Please copy out all lines of the entries that contain the word "Ampang".
>>>>
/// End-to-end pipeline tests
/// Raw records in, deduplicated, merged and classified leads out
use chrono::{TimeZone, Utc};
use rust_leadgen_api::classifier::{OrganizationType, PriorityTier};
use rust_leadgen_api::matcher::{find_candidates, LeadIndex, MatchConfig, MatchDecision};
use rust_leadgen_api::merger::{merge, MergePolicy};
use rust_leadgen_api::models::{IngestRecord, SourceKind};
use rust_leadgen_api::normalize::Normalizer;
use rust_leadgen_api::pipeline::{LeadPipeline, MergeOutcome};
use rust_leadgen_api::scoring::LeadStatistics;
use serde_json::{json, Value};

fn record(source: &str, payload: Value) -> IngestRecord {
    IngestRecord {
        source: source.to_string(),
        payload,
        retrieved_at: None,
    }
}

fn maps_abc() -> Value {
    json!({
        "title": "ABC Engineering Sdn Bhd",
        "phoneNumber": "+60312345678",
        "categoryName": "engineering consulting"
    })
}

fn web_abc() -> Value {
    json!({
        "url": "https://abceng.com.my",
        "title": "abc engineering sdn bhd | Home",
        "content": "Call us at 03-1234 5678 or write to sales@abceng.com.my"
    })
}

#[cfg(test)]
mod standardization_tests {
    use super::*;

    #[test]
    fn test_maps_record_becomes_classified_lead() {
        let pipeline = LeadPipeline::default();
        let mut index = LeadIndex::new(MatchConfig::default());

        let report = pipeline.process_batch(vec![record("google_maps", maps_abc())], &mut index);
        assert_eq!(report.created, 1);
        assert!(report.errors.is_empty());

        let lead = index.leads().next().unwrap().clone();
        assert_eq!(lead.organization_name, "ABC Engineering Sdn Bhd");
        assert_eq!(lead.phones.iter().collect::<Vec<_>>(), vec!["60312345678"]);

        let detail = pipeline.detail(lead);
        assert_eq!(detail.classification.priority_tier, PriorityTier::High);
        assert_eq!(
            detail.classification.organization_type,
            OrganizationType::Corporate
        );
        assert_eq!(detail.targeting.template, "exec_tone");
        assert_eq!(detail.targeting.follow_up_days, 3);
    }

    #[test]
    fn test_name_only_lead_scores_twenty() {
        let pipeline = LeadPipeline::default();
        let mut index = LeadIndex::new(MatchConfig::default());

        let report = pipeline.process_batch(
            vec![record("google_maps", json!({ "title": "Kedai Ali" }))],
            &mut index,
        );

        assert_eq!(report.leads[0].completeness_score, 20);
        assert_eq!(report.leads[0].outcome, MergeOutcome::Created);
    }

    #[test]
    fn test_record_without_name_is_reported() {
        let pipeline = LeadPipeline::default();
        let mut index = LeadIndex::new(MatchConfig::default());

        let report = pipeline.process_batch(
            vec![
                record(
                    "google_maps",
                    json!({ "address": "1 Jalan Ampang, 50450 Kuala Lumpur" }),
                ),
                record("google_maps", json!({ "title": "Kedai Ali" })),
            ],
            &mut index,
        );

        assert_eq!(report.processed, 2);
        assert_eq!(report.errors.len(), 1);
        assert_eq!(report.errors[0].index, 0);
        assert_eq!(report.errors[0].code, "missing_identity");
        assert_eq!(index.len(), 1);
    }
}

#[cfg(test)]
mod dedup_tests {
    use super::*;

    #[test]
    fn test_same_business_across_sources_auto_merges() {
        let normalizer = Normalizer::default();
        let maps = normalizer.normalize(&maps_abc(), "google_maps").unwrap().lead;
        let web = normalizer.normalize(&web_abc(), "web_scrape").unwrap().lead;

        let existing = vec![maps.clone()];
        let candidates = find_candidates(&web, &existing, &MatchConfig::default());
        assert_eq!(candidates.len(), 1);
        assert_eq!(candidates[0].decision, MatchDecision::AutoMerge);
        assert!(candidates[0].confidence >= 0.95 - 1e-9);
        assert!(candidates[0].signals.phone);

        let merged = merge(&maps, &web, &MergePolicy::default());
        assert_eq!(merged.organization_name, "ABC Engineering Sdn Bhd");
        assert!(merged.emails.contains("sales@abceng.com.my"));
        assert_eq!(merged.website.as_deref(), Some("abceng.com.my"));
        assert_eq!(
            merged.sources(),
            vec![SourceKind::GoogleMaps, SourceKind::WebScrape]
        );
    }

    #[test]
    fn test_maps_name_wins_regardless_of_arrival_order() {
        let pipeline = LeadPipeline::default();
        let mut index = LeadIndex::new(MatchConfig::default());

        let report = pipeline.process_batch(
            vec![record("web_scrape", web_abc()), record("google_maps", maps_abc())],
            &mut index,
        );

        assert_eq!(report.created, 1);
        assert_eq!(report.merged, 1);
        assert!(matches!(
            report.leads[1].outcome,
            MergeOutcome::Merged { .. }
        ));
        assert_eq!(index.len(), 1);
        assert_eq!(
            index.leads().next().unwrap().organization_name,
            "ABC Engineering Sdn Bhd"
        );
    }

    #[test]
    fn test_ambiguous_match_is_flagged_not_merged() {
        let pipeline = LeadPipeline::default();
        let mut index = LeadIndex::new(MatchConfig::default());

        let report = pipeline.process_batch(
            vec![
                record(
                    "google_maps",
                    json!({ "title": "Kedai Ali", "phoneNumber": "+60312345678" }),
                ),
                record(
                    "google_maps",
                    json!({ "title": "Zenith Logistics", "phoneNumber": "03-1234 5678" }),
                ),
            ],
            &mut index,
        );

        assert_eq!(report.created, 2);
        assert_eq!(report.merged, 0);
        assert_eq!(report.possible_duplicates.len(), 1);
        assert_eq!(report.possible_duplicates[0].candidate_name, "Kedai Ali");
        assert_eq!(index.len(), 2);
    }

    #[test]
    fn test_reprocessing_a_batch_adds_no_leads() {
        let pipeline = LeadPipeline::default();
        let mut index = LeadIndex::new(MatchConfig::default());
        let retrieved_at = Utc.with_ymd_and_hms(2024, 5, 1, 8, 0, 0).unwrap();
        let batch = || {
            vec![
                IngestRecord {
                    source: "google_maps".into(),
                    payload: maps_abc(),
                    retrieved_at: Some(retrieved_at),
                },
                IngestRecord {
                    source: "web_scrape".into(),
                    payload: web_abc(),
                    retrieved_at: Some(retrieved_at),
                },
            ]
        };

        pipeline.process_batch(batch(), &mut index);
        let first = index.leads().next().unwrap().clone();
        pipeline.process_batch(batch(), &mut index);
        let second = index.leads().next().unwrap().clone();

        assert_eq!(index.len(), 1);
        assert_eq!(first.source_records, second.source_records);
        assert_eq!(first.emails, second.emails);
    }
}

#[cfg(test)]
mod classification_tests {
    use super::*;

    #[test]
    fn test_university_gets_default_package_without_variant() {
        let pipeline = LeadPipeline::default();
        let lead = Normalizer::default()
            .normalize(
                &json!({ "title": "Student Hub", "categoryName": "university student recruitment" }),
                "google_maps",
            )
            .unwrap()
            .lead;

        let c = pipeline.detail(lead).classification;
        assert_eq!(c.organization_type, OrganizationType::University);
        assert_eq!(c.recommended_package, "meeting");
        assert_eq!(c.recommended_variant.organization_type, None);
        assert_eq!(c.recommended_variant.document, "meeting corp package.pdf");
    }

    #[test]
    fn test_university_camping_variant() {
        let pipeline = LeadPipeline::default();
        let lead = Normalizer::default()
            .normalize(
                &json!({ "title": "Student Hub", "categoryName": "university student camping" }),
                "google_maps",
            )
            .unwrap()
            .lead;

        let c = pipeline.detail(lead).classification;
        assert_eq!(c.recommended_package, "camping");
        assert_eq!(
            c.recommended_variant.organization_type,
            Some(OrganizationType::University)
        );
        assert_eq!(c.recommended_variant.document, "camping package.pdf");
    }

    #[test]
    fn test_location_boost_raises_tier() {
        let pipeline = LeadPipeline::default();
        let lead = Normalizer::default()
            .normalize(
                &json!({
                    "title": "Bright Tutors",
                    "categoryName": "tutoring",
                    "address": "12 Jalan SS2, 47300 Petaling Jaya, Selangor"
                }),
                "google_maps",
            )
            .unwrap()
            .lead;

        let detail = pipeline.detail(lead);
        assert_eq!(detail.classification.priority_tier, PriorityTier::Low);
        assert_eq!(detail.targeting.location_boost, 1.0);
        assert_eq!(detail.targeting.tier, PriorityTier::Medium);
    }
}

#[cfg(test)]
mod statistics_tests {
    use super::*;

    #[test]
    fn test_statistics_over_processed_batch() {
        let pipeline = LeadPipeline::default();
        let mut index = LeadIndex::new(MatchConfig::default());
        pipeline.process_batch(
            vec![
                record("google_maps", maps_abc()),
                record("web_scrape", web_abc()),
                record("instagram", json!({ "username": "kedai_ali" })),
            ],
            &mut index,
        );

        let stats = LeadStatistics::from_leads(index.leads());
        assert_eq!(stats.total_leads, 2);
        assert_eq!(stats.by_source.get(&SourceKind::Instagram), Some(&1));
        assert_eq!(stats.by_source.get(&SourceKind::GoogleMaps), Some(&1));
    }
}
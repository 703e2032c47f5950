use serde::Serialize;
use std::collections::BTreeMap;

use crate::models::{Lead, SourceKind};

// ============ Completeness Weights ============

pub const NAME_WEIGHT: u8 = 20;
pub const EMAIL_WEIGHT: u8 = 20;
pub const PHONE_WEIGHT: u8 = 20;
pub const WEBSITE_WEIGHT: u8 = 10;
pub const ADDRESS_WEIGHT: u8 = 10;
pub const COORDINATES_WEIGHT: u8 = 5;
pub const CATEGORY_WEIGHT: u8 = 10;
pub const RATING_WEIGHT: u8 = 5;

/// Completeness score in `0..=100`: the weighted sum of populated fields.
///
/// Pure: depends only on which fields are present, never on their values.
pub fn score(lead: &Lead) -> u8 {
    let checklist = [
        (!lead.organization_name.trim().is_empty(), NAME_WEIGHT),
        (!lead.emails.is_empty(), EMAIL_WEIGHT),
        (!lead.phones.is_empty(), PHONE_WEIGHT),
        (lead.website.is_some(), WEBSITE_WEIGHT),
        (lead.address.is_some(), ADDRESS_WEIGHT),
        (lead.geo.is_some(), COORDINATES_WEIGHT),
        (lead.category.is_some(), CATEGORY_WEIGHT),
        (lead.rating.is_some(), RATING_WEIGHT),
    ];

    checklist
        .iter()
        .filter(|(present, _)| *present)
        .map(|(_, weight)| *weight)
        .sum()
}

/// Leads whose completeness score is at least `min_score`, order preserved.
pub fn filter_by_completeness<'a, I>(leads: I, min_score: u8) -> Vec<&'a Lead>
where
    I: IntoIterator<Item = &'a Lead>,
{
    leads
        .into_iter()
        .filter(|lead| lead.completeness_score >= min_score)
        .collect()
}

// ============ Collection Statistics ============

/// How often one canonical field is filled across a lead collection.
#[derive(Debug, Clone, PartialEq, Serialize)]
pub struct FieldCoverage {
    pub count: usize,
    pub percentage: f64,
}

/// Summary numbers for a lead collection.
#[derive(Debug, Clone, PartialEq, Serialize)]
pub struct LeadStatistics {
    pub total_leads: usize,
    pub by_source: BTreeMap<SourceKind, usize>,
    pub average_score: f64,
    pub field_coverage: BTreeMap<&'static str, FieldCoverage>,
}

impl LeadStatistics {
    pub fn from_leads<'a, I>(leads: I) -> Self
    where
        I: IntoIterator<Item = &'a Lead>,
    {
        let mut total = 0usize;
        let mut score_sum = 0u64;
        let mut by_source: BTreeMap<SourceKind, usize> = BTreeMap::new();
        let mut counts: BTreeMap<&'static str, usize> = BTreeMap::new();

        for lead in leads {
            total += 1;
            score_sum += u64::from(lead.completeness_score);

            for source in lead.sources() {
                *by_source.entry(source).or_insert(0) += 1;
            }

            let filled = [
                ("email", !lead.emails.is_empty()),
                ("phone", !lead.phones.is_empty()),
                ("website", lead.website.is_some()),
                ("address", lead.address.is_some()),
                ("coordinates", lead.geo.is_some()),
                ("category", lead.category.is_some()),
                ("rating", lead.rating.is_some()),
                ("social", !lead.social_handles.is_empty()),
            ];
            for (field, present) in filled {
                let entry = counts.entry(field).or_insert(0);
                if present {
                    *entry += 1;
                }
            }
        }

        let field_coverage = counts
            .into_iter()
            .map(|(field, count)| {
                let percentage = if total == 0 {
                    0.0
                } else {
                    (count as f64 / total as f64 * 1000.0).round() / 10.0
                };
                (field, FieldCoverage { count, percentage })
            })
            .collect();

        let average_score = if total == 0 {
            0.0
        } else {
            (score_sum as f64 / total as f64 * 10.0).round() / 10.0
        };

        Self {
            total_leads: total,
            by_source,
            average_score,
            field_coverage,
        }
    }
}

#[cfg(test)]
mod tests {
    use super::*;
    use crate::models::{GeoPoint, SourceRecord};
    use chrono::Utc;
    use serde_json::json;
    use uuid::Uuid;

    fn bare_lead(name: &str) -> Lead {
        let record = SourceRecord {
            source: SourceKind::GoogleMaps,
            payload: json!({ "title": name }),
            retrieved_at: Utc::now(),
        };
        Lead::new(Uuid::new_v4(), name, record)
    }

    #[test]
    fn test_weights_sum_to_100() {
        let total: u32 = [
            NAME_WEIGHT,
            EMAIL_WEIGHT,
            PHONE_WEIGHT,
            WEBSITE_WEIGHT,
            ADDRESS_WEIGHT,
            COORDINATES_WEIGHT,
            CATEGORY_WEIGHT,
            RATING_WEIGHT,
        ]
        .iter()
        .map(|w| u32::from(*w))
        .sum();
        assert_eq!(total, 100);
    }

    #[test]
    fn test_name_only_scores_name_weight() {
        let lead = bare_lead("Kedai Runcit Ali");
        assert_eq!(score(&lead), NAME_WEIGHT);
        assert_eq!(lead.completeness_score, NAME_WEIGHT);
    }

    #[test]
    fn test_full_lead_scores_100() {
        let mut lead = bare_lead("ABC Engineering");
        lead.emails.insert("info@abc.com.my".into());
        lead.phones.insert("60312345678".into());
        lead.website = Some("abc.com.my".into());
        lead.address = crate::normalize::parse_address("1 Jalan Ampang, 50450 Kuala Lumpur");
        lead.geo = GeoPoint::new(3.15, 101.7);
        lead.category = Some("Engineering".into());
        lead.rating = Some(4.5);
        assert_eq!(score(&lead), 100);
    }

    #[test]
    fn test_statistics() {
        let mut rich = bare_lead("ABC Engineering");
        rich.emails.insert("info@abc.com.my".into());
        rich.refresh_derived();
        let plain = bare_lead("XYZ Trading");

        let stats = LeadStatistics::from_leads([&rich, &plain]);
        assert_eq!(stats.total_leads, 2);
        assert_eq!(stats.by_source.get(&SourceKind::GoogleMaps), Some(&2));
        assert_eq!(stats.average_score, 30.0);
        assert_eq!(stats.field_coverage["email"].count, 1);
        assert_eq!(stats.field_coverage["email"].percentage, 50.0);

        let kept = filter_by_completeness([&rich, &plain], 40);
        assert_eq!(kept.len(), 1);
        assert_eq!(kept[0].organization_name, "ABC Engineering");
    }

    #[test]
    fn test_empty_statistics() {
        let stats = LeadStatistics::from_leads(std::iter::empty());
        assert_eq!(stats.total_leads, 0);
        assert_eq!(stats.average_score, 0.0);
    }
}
<<<<
Problem solution>
                    json!({ "address": "1 Jalan Ampang, 50450 Kuala Lumpur" }),
        lead.address = crate::normalize::parse_address("1 Jalan Ampang, 50450 Kuala Lumpur");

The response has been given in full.